Cosmae's face went pale.
'Therefore, you will go and get it back.'
To his immense irritation, the Doctor had been separated almost at once from Jamie and Zoe. A group of soldiers had marched them promptly from the drinking house to a large building not too far away. This, the Doctor had learned, was the headquarters of the City Guard. Its rotten and dark interior indicated eloquently that the real authority in the city did not rest with its occupants.
Herded into a large, bare room with about twenty other men, the Doctor tried his best to remain patient, but without his recorder he had nothing to occupy his mind. Besides, his friends were in trouble as well.
Moments later the Doctor found himself marching to the front of the queue of prisoners waiting to be questioned. He extended his hand to the guard who seemed to be temporarily in charge.

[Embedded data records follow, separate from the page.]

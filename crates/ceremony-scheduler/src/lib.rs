//! # Ceremony Scheduler
//!
//! Per-circuit participation queue and baton hand-off:
//! admission, promotion, hand-off, and timeout enforcement. `queue` and
//! `timeout` are the pure mechanics; `scheduler` wires them to
//! `MetaStore`/`BlobStore`/`shared-bus`.

pub mod errors;
pub mod queue;
pub mod scheduler;
pub mod timeout;

pub use errors::SchedulerError;
pub use scheduler::Scheduler;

'I'm delighted to meet you. I'm the Doctor. I'm very worried about my friends, and would be grateful if you could -'
The soldier, taking notes at a desk, barely looked up.

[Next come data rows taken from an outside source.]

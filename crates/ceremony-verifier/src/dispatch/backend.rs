//! The `VerificationBackend` seam: a tagged
//! variant `{CF | VM}` becomes a trait plus two implementations here.
//! Adding a third mechanism later is one more impl of this trait, nothing
//! else in the Verifier needs to change.

use crate::errors::VerifierError;
use async_trait::async_trait;

/// Everything a backend needs to produce a verdict. `vm_instance_id` and
/// `command` are only consumed by [`crate::dispatch::VmBackend`]; the
/// in-process backend ignores them and works directly off the byte slices.
pub struct VerifyRequest {
    pub genesis_zkey: Vec<u8>,
    pub pot: Vec<u8>,
    pub last_zkey: Vec<u8>,
    pub vm_instance_id: Option<String>,
    pub vm_verify_command: String,
}

pub struct VerifyResult {
    pub valid: bool,
    pub transcript: Vec<u8>,
}

#[async_trait]
pub trait VerificationBackend: Send + Sync {
    async fn verify(&self, request: VerifyRequest) -> Result<VerifyResult, VerifierError>;
}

'Return to the back of the queue,' he ordered.
'Your superiors will be most annoyed if I am not handed over to them without delay.'
'Really?'
'Well, that tends to be the normal pattern of things,' noted the Doctor sadly.
The soldier placed his quill on the table, and looked at the Doctor closely.
It was at times like these that the Doctor really longed for his previous body: tall, striking, with severe hair the colour of silver moonlight. Back then he could stop a charging bull in its tracks just by clearing his throat. Now? He was sure to stand out from the overweight drunks behind him, but his little body lacked the imposing authority that would have been so useful. Still. He drew himself up to his full height, such as it was, and smiled disarmingly.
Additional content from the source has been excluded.